What you will do —
Find every line with the string "process" in the material below and copy it.

(Exercise data begins)

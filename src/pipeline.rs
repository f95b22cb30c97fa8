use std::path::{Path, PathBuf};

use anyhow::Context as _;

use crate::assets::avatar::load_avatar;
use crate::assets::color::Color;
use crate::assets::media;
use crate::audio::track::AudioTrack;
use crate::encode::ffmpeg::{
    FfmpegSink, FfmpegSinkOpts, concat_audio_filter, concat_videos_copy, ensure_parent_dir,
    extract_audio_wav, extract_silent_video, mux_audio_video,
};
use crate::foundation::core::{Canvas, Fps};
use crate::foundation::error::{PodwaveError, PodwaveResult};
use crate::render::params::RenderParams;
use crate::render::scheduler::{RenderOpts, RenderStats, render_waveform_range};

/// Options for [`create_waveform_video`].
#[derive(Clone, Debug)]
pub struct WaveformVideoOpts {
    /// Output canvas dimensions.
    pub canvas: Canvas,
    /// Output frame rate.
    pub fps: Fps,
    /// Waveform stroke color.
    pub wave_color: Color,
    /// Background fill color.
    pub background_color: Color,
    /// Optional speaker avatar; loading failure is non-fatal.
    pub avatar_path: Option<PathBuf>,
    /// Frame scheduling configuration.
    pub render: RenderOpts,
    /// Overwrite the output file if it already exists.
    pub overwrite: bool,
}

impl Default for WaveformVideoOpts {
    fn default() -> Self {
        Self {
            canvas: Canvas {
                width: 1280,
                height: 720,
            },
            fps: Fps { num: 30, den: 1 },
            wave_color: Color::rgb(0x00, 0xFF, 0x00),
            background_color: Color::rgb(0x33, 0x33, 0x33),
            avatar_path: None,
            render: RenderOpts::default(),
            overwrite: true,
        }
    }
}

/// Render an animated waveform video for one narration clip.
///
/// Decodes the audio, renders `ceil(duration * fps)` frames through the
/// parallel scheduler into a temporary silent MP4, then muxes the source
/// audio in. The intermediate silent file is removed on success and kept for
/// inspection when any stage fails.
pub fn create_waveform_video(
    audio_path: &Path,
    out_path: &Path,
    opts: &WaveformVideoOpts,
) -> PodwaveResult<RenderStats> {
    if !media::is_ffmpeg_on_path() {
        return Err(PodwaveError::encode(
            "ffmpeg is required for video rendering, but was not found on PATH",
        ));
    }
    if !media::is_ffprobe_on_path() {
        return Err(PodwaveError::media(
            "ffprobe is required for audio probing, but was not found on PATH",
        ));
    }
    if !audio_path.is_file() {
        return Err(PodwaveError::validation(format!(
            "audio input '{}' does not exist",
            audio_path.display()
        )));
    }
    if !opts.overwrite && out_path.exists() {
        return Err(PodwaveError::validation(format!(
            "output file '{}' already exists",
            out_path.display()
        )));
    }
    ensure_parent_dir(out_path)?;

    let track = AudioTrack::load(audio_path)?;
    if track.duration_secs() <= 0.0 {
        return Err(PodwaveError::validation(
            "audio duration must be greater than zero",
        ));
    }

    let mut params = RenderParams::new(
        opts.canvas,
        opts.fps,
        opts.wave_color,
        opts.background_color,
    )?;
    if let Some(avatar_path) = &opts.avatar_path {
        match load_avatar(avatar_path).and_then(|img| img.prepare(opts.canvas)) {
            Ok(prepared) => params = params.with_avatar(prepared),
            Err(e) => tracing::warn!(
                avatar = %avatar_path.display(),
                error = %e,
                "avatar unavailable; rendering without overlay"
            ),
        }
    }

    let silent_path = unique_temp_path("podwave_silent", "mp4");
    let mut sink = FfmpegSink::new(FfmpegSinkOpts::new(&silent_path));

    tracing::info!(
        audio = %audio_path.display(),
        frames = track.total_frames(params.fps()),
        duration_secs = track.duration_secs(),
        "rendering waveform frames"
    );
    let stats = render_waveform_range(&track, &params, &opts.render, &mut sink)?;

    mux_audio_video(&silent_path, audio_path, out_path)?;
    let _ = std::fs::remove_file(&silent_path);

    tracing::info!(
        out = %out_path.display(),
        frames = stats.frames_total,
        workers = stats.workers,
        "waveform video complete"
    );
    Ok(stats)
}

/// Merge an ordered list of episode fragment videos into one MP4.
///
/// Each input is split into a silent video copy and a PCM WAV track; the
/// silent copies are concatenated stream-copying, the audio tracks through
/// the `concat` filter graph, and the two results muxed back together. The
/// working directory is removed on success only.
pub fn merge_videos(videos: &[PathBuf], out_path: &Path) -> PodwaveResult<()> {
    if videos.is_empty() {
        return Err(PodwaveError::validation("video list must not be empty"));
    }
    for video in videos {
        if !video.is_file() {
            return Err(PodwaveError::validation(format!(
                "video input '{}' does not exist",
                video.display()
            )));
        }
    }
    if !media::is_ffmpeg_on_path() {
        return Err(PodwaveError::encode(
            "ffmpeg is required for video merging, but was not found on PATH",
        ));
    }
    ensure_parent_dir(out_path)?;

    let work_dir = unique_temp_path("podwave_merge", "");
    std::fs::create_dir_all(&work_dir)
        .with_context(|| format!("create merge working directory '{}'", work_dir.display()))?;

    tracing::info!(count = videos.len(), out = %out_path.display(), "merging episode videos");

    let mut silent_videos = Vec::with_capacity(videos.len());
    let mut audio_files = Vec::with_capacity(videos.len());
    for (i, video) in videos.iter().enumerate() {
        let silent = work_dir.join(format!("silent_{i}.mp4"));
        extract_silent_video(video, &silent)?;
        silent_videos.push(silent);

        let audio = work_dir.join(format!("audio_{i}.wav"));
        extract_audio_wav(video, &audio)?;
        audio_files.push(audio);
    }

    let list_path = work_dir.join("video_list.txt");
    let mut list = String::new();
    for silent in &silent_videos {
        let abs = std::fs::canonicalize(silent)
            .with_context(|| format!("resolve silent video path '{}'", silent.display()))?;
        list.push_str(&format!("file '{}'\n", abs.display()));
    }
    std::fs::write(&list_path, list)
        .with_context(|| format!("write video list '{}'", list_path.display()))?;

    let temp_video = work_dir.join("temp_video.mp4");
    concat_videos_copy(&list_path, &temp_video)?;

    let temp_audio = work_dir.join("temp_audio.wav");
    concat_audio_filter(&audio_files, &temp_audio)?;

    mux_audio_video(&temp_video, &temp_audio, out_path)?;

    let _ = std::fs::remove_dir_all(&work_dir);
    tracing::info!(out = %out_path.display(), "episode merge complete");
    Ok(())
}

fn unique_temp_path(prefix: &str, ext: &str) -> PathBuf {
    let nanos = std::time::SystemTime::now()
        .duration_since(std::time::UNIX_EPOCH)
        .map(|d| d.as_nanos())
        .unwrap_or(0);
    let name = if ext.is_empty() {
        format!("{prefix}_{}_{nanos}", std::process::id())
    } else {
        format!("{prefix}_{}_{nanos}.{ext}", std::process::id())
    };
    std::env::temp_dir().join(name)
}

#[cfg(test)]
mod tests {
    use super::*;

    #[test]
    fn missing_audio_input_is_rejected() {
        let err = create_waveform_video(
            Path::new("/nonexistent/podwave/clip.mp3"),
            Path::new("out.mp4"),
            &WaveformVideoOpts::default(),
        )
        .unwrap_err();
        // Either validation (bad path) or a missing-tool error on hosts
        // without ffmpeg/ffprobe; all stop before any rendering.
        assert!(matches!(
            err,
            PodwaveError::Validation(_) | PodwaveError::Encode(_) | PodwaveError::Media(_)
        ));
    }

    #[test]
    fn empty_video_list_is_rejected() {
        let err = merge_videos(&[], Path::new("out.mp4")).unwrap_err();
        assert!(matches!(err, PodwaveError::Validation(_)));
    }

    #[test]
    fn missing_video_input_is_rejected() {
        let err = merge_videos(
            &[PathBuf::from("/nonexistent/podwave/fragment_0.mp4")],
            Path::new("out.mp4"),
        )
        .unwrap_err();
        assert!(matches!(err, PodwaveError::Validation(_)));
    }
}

(Exercise data ends)

Result —
        format!("{prefix}_{}_{nanos}", std::process::id())
        format!("{prefix}_{}_{nanos}.{ext}", std::process::id())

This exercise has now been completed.